Automate NuGet Package Updates
Whether you are starting a greenfield or working on a legacy project, you can start receiving pull requests with NuGet package updates automatically, integrated in your CI pipeline with NuKeeper.
We never updated the NuGet packages on one of the projects I’ve been working on. The project did its job, there was no need to. And then, on one innocent morning, we read about a serious vulnerability of a package we used - attackers could execute arbitrary code through that. A security patch was available in the newest version of the package. We immediately had to prioritize updating that NuGet package, which was not updated in 5 years. One of the developers in the team spent the whole sprint updating to the newest version, and the whole team spent even more time testing the application trying to find issues.
And this was not the only instance. On the very same project, we also had to update a few NuGet packages because we needed a feature in a newer version. Had the package been up to date, we would not have spent the time on updating before using the feature, which was 80% of the development time.
Needless to say, this way of keeping your NuGet packages up to date is not sustainable.
Moreover, if your system is used by renowned companies or you want to integrate with them, they will most likely request a security whitepaper, where you have to explain how you secure your system. And they are interested in how the security is automated, taken out of developers’ hands and included in the CI/CD pipeline. Having always up to date NuGet packages is one small part of it, but nevertheless will prove that you are resistant to certain types of vulnerabilities.

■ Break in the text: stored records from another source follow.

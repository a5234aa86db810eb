//! Per-frame render list
//!
//! Sprites are built once in local coordinates (centred on the entity's
//! position, or on the wheel hub for the cannon). Each frame the renderer
//! receives one [`RenderItem`] per visible entity: which sprite, where, and at
//! what rotation. Dead obstacles are left out.

use std::f32::consts::PI;

use glam::Vec2;

use super::shapes::{self, Coloring, FillMode, Mesh, ShapeError};
use super::vertex::colors;
use crate::consts::*;
use crate::sim::{BirdKind, GameState, ObstacleKind};

/// Rim resolution for circles
const CIRCLE_SIDES: u32 = 360;
/// Gap between the tunnel and the wheel rim, and between gauge and ground
const PADDING: f32 = 5.0;

/// A group of meshes drawn with one transform, in draw order
#[derive(Debug, Clone, PartialEq)]
pub struct Sprite {
    pub meshes: Vec<Mesh>,
}

impl Sprite {
    fn new(meshes: Vec<Mesh>) -> Self {
        Self { meshes }
    }
}

/// Which sprite to draw
#[derive(Debug, Clone, Copy, PartialEq, Eq)]
pub enum SpriteId {
    Ground,
    CannonWheel,
    CannonTunnel,
    GaugeFrame,
    /// Indexed by projectile slot
    Bird(usize),
    Ice,
    Piggy,
}

/// What a render item stands for
#[derive(Debug, Clone, Copy, PartialEq, Eq)]
pub enum Entity {
    Ground,
    Cannon,
    PowerGauge,
    Projectile { slot: usize },
    Obstacle { kind: ObstacleKind, id: u32 },
}

/// One sprite placement
#[derive(Debug, Clone, Copy, PartialEq)]
pub struct RenderItem {
    pub entity: Entity,
    pub sprite: SpriteId,
    pub translation: Vec2,
    /// Radians, counter-clockwise
    pub rotation: f32,
}

/// Power gauge fill state
#[derive(Debug, Clone, Copy, PartialEq)]
pub struct PowerGauge {
    /// 0-1 along the gauge
    pub fraction: f32,
    pub color: [f32; 4],
    /// The gauge hangs just below this line
    pub ground_height: f32,
}

impl PowerGauge {
    pub fn from_fraction(fraction: f32, ground_height: f32) -> Self {
        let fraction = fraction.clamp(0.0, 1.0);
        let color = if fraction >= 0.75 {
            colors::GAUGE_MAX
        } else if fraction >= 0.5 {
            colors::GAUGE_HIGH
        } else if fraction >= 0.25 {
            colors::GAUGE_MID
        } else {
            colors::GAUGE_LOW
        };
        Self {
            fraction,
            color,
            ground_height,
        }
    }

    /// Fill mesh in world coordinates (left edge fades from the low color)
    pub fn mesh(&self) -> Result<Mesh, ShapeError> {
        let left = CANNON_WHEEL_CENTER_X - POWER_PANEL_HALF_LENGTH;
        let top = self.ground_height - PADDING;
        let bottom = top - POWER_PANEL_HALF_WIDTH * 2.0;
        let right = left + self.fraction * POWER_PANEL_HALF_LENGTH * 2.0;
        let mut desc = shapes::rectangle_between(
            Vec2::new(left, bottom),
            Vec2::new(right, top),
            self.color,
            FillMode::Fill,
        );
        let c = self.color;
        desc.coloring = Coloring::PerVertex(vec![c, colors::GAUGE_LOW, c, c, c, c]);
        Mesh::new(desc)
    }
}

/// Everything the renderer needs for one frame
#[derive(Debug, Clone, PartialEq)]
pub struct RenderFrame {
    pub items: Vec<RenderItem>,
    pub gauge: PowerGauge,
}

/// Build the render list for the current state
pub fn build_frame(state: &GameState) -> RenderFrame {
    let mut items = Vec::with_capacity(state.projectiles.len() + state.obstacles.live_count() + 4);

    items.push(RenderItem {
        entity: Entity::Ground,
        sprite: SpriteId::Ground,
        translation: Vec2::ZERO,
        rotation: 0.0,
    });
    items.push(RenderItem {
        entity: Entity::PowerGauge,
        sprite: SpriteId::GaugeFrame,
        translation: Vec2::ZERO,
        rotation: 0.0,
    });

    let hub = Vec2::new(CANNON_WHEEL_CENTER_X, CANNON_WHEEL_CENTER_Y);
    items.push(RenderItem {
        entity: Entity::Cannon,
        sprite: SpriteId::CannonTunnel,
        translation: hub,
        rotation: state.cannon.aim,
    });
    items.push(RenderItem {
        entity: Entity::Cannon,
        sprite: SpriteId::CannonWheel,
        translation: hub,
        rotation: 0.0,
    });

    for p in &state.projectiles {
        items.push(RenderItem {
            entity: Entity::Projectile { slot: p.slot },
            sprite: SpriteId::Bird(p.slot),
            translation: p.pos,
            rotation: 0.0,
        });
    }

    for o in state.obstacles.iter().filter(|o| !o.dead) {
        items.push(RenderItem {
            entity: Entity::Obstacle { kind: o.kind, id: o.id },
            sprite: match o.kind {
                ObstacleKind::Ice => SpriteId::Ice,
                ObstacleKind::Piggy => SpriteId::Piggy,
            },
            translation: o.pos(),
            rotation: 0.0,
        });
    }

    RenderFrame {
        items,
        gauge: PowerGauge::from_fraction(state.cannon.power_fraction(), state.tuning.ground_height),
    }
}

/// All sprites for a level, built once at startup
#[derive(Debug, Clone)]
pub struct SpriteSheet {
    ground: Sprite,
    cannon_wheel: Sprite,
    cannon_tunnel: Sprite,
    gauge_frame: Sprite,
    ice: Sprite,
    piggy: Sprite,
    birds: Vec<Sprite>,
}

impl SpriteSheet {
    pub fn new(state: &GameState) -> Result<Self, ShapeError> {
        let cell = state.obstacles.cell_size;
        let birds = state
            .projectiles
            .iter()
            .map(|p| bird_sprite(p.radius, p.kind))
            .collect::<Result<Vec<_>, _>>()?;
        Ok(Self {
            ground: ground_sprite(state.tuning.ground_height)?,
            cannon_wheel: cannon_wheel_sprite(state.tuning.ground_height)?,
            cannon_tunnel: cannon_tunnel_sprite(state.tuning.ground_height)?,
            gauge_frame: gauge_frame_sprite(state.tuning.ground_height)?,
            ice: ice_sprite(cell)?,
            piggy: piggy_sprite(cell)?,
            birds,
        })
    }

    pub fn get(&self, id: SpriteId) -> Option<&Sprite> {
        match id {
            SpriteId::Ground => Some(&self.ground),
            SpriteId::CannonWheel => Some(&self.cannon_wheel),
            SpriteId::CannonTunnel => Some(&self.cannon_tunnel),
            SpriteId::GaugeFrame => Some(&self.gauge_frame),
            SpriteId::Bird(slot) => self.birds.get(slot),
            SpriteId::Ice => Some(&self.ice),
            SpriteId::Piggy => Some(&self.piggy),
        }
    }
}

fn ground_sprite(ground_height: f32) -> Result<Sprite, ShapeError> {
    let desc = shapes::rectangle_between(
        Vec2::ZERO,
        Vec2::new(WORLD_WIDTH, ground_height),
        colors::GROUND,
        FillMode::Fill,
    );
    Ok(Sprite::new(vec![Mesh::new(desc)?]))
}

fn wheel_radius(ground_height: f32) -> f32 {
    CANNON_WHEEL_CENTER_Y - ground_height
}

fn cannon_wheel_sprite(ground_height: f32) -> Result<Sprite, ShapeError> {
    let desc = shapes::circle(Vec2::ZERO, wheel_radius(ground_height), CIRCLE_SIDES, colors::CANNON_WHEEL);
    Ok(Sprite::new(vec![Mesh::new(desc)?]))
}

/// Tunnel pointing along +x from the hub; the item rotation aims it
fn cannon_tunnel_sprite(ground_height: f32) -> Result<Sprite, ShapeError> {
    let bore = wheel_radius(ground_height) - PADDING;
    let desc = shapes::rectangle_between(
        Vec2::ZERO,
        Vec2::new(CANNON_TUNNEL_LENGTH, bore),
        colors::CANNON_TUNNEL,
        FillMode::Fill,
    );
    Ok(Sprite::new(vec![Mesh::new(desc)?]))
}

fn gauge_frame_sprite(ground_height: f32) -> Result<Sprite, ShapeError> {
    let desc = shapes::rectangle(
        Vec2::new(
            CANNON_WHEEL_CENTER_X,
            ground_height - POWER_PANEL_HALF_WIDTH - PADDING,
        ),
        POWER_PANEL_HALF_LENGTH,
        POWER_PANEL_HALF_WIDTH,
        colors::GAUGE_FRAME,
        FillMode::Outline,
    );
    Ok(Sprite::new(vec![Mesh::new(desc)?]))
}

/// Round body, beak pointing forward, one eye up and to the right
fn bird_sprite(radius: f32, kind: BirdKind) -> Result<Sprite, ShapeError> {
    let body = match kind {
        BirdKind::Red => colors::BIRD_RED,
        BirdKind::Black => colors::BIRD_BLACK,
    };
    let half_beak = radius / 2.0;
    let beak = shapes::triangle(
        Vec2::new(0.0, half_beak),
        Vec2::new(radius + half_beak * 2.0, 0.0),
        Vec2::new(0.0, -half_beak),
        colors::BEAK,
    );

    let eye_angle = PI / 6.0;
    let eye_dir = Vec2::new(eye_angle.cos(), eye_angle.sin());
    let iris_radius = radius / 3.0;
    let pupil_radius = iris_radius / 2.0;
    let iris_center = eye_dir * (radius - iris_radius);
    let pupil_center = iris_center + eye_dir * (iris_radius - pupil_radius);

    Ok(Sprite::new(vec![
        Mesh::new(beak)?,
        Mesh::new(shapes::circle(Vec2::ZERO, radius, CIRCLE_SIDES, body))?,
        Mesh::new(shapes::circle(iris_center, iris_radius, CIRCLE_SIDES, colors::EYE_BLACK))?,
        Mesh::new(shapes::circle(pupil_center, pupil_radius, CIRCLE_SIDES, colors::EYE_WHITE))?,
    ]))
}

/// Square block with an outline one padding wider than the fill
fn ice_sprite(cell: f32) -> Result<Sprite, ShapeError> {
    let outline = cell / 2.0;
    let fill = outline - ICE_PADDING;
    Ok(Sprite::new(vec![
        Mesh::new(shapes::rectangle(Vec2::ZERO, outline, outline, colors::ICE, FillMode::Outline))?,
        Mesh::new(shapes::rectangle(Vec2::ZERO, fill, fill, colors::ICE, FillMode::Fill))?,
    ]))
}

/// Pig face centred on its bounding circle
fn piggy_sprite(cell: f32) -> Result<Sprite, ShapeError> {
    let p = PIGGY_PADDING;
    let face_radius = cell / 2.0 - p;
    let eye_angle = PI / 6.0;
    let eye_reach = 3.0 * cell / 8.0 - p;
    let iris_dx = eye_reach * eye_angle.cos() - p / 4.0;
    let iris_dy = eye_reach * eye_angle.sin();

    let iris_y = iris_dy - 0.5 * p;
    let pupil_y = iris_dy - 0.4 * p;
    let pupil_dx = iris_dx + p / 4.0;

    let mut meshes = vec![
        Mesh::new(shapes::circle(Vec2::ZERO, face_radius, CIRCLE_SIDES, colors::PIGGY))?,
        Mesh::new(shapes::circle(
            Vec2::new(0.0, -0.8 * p),
            cell / 9.0,
            CIRCLE_SIDES,
            colors::PIGGY_NOSE,
        ))?,
    ];
    for side in [-1.0, 1.0] {
        meshes.push(Mesh::new(shapes::circle(
            Vec2::new(side * iris_dx, iris_y),
            cell / 10.0,
            CIRCLE_SIDES,
            colors::EYE_WHITE,
        ))?);
    }
    for side in [-1.0, 1.0] {
        meshes.push(Mesh::new(shapes::circle(
            Vec2::new(side * pupil_dx, pupil_y),
            cell / 20.0,
            CIRCLE_SIDES,
            colors::EYE_BLACK,
        ))?);
    }
    Ok(Sprite::new(meshes))
}

#[cfg(test)]
mod tests {
    use super::*;
    use crate::config::SimConfig;
    use crate::sim::{TickInput, tick};

    fn new_state() -> GameState {
        GameState::new(&SimConfig::default()).unwrap()
    }

    #[test]
    fn test_frame_lists_every_live_entity() {
        let state = new_state();
        let frame = build_frame(&state);
        // ground, gauge, tunnel, wheel + 2 birds + 9 obstacles
        assert_eq!(frame.items.len(), 4 + 2 + 9);
        assert!(frame.items.iter().any(|i| i.sprite == SpriteId::Piggy));
    }

    #[test]
    fn test_frame_skips_dead_obstacles() {
        let mut state = new_state();
        state.obstacles.remove_obstacle(0, ObstacleKind::Piggy);
        let frame = build_frame(&state);
        assert_eq!(frame.items.len(), 4 + 2 + 8);
        assert!(!frame.items.iter().any(|i| i.sprite == SpriteId::Piggy));
    }

    #[test]
    fn test_frame_tunnel_follows_aim() {
        let mut state = new_state();
        state.cannon.adjust_aim(0.4);
        let frame = build_frame(&state);
        let tunnel = frame
            .items
            .iter()
            .find(|i| i.sprite == SpriteId::CannonTunnel)
            .unwrap();
        assert_eq!(tunnel.rotation, 0.4);
    }

    #[test]
    fn test_frame_projectile_translation_tracks_flight() {
        let mut state = new_state();
        let fire = TickInput {
            fire: true,
            ..Default::default()
        };
        tick(&mut state, &fire, SIM_DT);
        let frame = build_frame(&state);
        let bird = frame
            .items
            .iter()
            .find(|i| i.entity == Entity::Projectile { slot: 0 })
            .unwrap();
        assert_eq!(bird.translation, state.projectiles[0].pos);
    }

    #[test]
    fn test_gauge_color_bands() {
        assert_eq!(PowerGauge::from_fraction(0.1, GROUND_HEIGHT).color, colors::GAUGE_LOW);
        assert_eq!(PowerGauge::from_fraction(0.3, GROUND_HEIGHT).color, colors::GAUGE_MID);
        assert_eq!(PowerGauge::from_fraction(0.6, GROUND_HEIGHT).color, colors::GAUGE_HIGH);
        assert_eq!(PowerGauge::from_fraction(0.75, GROUND_HEIGHT).color, colors::GAUGE_MAX);
        assert_eq!(PowerGauge::from_fraction(2.0, GROUND_HEIGHT).fraction, 1.0);
    }

    #[test]
    fn test_gauge_mesh_width() {
        let mesh = PowerGauge::from_fraction(0.5, GROUND_HEIGHT).mesh().unwrap();
        let xs: Vec<f32> = mesh.vertices.iter().map(|v| v.position[0]).collect();
        let width = xs.iter().cloned().fold(f32::MIN, f32::max) - xs.iter().cloned().fold(f32::MAX, f32::min);
        assert!((width - POWER_PANEL_HALF_LENGTH).abs() < 1e-4);
    }

    #[test]
    fn test_gauge_follows_tuned_ground() {
        let mut config = SimConfig::default();
        config.tuning.ground_height = 30.0;
        let state = GameState::new(&config).unwrap();

        let gauge = build_frame(&state).gauge;
        let top = gauge
            .mesh()
            .unwrap()
            .vertices
            .iter()
            .map(|v| v.position[1])
            .fold(f32::MIN, f32::max);
        assert_eq!(top, 30.0 - PADDING);

        let sheet = SpriteSheet::new(&state).unwrap();
        let frame_top = sheet
            .get(SpriteId::GaugeFrame)
            .unwrap()
            .meshes[0]
            .vertices
            .iter()
            .map(|v| v.position[1])
            .fold(f32::MIN, f32::max);
        assert_eq!(frame_top, 30.0 - PADDING);
    }

    #[test]
    fn test_sprite_sheet_covers_frame() {
        let state = new_state();
        let sheet = SpriteSheet::new(&state).unwrap();
        for item in build_frame(&state).items {
            let sprite = sheet.get(item.sprite).unwrap();
            assert!(!sprite.meshes.is_empty());
        }
        assert!(sheet.get(SpriteId::Bird(99)).is_none());
    }

    #[test]
    fn test_bird_sprite_scales_with_radius() {
        let small = bird_sprite(10.0, BirdKind::Red).unwrap();
        let large = bird_sprite(15.0, BirdKind::Black).unwrap();
        let extent = |s: &Sprite| {
            s.meshes[1]
                .vertices
                .iter()
                .map(|v| Vec2::from(v.position).length())
                .fold(0.0, f32::max)
        };
        assert!((extent(&small) - 10.0).abs() < 1e-3);
        assert!((extent(&large) - 15.0).abs() < 1e-3);
    }
}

How can you keep NuGet packages in the solution always up to date
We tried to make sure this will never happen again. We could have just moved on and wait for the next incident. Or we could have talked that we need to update the packages, and do that for a couple of months before we again stopped keeping them up to date. But we took a step further and automated the NuGet packages update.
We used NuKeeper on an on-premise Azure DevOps server to receive pull requests with NuGet updates on all projects within the solution. After that, the only responsibility of the development team is to review and approve the pull request.
While NuKeeper has a marketplace task step for easy usage in Azure DevOps, it does not work with an on-premise server. The reason is that it wants basic authentication enabled on the server, while Microsoft says it is not recommended. So we had to find a workaround. The workaround was pretty simple, as it was just executing the repo command with a PowerShell step.
But before that, you’ll need to install the NuKeeper .NET tool, by using .NET Core Global Tool Installer. Since this command uses the regular dotnet tool command line in behind, we need to install the .NET Core version we use for the project as well. These are the first 2 steps in the pipeline.
Next, we run dotnet restore so the NuGet packages are retrieved, in case you use private feeds NuKeeper cannot access when it will need the packages later.
The next step is necessary because we run into a “Path too long” issue. We tell NuKeeper to use a temporary hard-coded folder, and if that folder already exists, NuKeeper will fail. So, we remove the folder if it exists.
Not the brightest solution, but it seems to work as we can usually count on the Windows machines to have the C: drive.
At last, we get to the point where we can execute NuKeeper. You’ll need to add a simple PowerShell script that will execute the repo command. As you can see, before that you need to set the global username and email, otherwise this step will fail.
NuKeeper authenticates by using PAT, so be sure you create one, and place it in a variable.
We configured NuKeeper to update only 5 packages at a time (-m 5), because we didn’t start the project with this tool, and we want to update the NuGet packages in a controlled manner. Every NuGet update needs to be tested so we are sure it does not break things. Even though there are no build errors, there might be runtime errors.
We also update only to a version that is older than 1 week, which is the default setting if left unset. We don’t want to immediately jump to the newest possible version, as it might have issues.
The -n parameter tells NuKeeper to consolidate all updates into a single pull request.
NuGet packages related to .NET are excluded (-e …), since we don’t want to suddenly raise .NET or Entity Framework versions, as they tend to have breaking changes.
We already explained above why we need the -cdir argument.
You can read much more about the configuration options here.
Once the repo command is done, just unset the name and email.
After running this build definition, you should see this little pull request.
If you open the pull request, you’ll see it just updated certain packages on all projects of the solution.
Now it’s up to the developers to test this (just in case there are runtime errors), approve and complete the pull request.
If you have end to end tests in your project, then you might skip the manual testing as well — but it is not recommended to have many of them, so it depends.
Conclusion
Updating NuGet packages is mostly a repetitive job, and we should strive to automate every repetitive job we do so we can become more productive. In the long run it benefits us as well, because we will spend more time on real problems rather than on manual updating of packages.
If you already have a continuous integration pipeline set up, then it is a piece of cake to add automatic update of NuGet packages. Having your NuGet packages always up to date ensures that your system is not susceptible to common attacks that exploit holes in old packages and dependencies that you used. It also ensures that you can use new features of said dependencies immediately, rather than having to update several generations of the package before you do so.
Using Azure DevOps is also not a requirement, because this is just a simple command line that we execute, and any DevOps solution supports that.